Materials provided
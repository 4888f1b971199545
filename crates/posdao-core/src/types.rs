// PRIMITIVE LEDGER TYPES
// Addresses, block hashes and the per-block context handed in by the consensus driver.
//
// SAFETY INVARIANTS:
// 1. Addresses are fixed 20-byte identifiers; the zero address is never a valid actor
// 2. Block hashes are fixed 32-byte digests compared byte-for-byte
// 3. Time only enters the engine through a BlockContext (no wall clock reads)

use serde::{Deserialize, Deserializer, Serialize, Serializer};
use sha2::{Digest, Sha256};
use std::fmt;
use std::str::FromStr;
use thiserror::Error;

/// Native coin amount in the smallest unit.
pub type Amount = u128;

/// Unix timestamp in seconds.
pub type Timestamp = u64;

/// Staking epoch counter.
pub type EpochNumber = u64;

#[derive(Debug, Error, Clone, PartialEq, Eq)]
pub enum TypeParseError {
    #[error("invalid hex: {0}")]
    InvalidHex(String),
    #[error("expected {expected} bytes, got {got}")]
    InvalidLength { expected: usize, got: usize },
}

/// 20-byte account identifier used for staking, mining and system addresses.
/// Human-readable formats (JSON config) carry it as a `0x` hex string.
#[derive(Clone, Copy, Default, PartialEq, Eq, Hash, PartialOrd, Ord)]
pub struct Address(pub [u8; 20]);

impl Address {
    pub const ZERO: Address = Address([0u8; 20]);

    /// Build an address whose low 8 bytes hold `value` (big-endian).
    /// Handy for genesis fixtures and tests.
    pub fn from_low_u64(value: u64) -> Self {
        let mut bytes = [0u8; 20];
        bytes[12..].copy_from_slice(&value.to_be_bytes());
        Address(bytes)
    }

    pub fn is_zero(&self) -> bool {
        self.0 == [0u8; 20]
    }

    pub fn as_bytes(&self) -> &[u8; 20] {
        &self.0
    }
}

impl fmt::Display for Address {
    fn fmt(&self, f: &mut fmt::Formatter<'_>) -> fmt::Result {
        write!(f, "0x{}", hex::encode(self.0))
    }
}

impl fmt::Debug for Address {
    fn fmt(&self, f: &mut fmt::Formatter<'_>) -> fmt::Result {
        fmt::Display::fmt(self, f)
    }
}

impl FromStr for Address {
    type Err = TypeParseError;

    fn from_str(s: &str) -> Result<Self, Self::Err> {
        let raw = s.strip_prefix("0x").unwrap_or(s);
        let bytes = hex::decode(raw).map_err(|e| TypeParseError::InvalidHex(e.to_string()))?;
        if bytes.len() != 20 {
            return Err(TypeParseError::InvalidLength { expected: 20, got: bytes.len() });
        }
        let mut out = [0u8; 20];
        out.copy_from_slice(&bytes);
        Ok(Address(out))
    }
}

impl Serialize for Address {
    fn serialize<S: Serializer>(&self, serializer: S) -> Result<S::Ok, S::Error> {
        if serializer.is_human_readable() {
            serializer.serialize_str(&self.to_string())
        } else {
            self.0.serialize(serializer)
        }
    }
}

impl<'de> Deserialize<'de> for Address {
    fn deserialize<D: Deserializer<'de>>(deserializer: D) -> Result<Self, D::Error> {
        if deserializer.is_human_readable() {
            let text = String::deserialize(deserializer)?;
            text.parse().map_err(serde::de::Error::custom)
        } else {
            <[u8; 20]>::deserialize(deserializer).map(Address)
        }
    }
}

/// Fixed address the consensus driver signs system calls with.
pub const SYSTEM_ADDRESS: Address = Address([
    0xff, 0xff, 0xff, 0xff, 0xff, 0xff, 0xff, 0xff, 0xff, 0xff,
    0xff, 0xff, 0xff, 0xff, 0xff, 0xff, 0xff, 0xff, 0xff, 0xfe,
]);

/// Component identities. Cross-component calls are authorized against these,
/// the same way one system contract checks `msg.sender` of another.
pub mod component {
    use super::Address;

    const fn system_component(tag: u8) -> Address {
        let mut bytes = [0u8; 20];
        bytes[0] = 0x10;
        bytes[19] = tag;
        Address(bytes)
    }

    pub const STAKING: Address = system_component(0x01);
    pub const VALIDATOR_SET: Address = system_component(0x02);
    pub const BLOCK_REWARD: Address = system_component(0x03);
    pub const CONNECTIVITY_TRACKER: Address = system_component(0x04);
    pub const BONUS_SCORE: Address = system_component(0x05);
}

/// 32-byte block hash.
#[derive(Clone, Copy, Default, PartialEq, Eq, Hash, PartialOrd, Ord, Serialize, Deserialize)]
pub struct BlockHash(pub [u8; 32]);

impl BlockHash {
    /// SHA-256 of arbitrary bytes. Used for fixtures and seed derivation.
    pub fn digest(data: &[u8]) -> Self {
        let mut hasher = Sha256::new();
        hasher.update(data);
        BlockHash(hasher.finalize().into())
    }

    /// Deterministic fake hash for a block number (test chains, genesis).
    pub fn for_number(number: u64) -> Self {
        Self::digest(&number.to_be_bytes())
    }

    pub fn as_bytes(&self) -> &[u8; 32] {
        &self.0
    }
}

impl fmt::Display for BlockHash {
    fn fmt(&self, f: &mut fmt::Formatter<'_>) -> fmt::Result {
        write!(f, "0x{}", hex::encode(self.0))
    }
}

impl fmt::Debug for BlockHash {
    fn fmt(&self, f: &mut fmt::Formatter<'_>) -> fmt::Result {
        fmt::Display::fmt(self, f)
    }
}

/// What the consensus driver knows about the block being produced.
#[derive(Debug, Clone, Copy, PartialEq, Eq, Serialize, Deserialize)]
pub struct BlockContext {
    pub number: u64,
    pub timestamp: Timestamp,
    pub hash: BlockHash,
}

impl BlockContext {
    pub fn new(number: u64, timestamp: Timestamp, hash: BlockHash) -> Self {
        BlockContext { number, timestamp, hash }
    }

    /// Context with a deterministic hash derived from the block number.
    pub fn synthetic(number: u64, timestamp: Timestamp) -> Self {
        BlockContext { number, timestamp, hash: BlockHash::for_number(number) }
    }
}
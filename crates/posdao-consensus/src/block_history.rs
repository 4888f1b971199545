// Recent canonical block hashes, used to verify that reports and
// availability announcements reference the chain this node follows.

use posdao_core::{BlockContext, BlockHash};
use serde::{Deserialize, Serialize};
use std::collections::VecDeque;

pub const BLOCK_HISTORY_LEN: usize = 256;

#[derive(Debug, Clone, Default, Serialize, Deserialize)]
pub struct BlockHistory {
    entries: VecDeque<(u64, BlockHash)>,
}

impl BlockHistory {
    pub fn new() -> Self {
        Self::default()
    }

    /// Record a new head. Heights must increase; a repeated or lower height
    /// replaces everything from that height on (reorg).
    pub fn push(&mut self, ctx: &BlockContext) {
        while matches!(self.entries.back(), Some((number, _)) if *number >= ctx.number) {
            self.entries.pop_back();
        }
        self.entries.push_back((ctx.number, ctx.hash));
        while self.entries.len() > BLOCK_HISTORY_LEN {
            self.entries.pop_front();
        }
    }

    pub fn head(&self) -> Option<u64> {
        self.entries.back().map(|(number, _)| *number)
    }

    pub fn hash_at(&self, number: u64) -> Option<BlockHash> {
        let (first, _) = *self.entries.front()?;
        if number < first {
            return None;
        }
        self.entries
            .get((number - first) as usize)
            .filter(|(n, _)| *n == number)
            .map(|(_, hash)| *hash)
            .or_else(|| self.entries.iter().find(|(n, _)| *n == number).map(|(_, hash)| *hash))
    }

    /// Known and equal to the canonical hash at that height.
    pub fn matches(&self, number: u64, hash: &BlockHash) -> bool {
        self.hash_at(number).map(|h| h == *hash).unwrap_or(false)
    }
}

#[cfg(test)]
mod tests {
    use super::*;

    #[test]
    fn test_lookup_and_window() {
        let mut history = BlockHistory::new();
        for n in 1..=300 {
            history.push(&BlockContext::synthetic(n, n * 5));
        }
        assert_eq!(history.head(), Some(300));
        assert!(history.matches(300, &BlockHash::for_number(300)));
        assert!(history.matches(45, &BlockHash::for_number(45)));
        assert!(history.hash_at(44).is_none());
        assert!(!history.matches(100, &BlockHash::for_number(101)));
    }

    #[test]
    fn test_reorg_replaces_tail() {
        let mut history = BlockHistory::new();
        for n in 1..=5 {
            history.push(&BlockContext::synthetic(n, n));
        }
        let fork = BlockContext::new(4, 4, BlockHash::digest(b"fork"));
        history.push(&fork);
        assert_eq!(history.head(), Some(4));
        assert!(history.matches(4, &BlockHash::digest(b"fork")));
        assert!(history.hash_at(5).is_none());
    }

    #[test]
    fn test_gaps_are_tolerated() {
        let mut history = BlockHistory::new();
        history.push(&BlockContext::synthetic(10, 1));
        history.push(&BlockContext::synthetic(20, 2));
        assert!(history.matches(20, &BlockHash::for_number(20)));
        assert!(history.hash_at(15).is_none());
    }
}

Task objective
Determine how many lines of the records above contain the word "head", and report only that number.

Your solution
4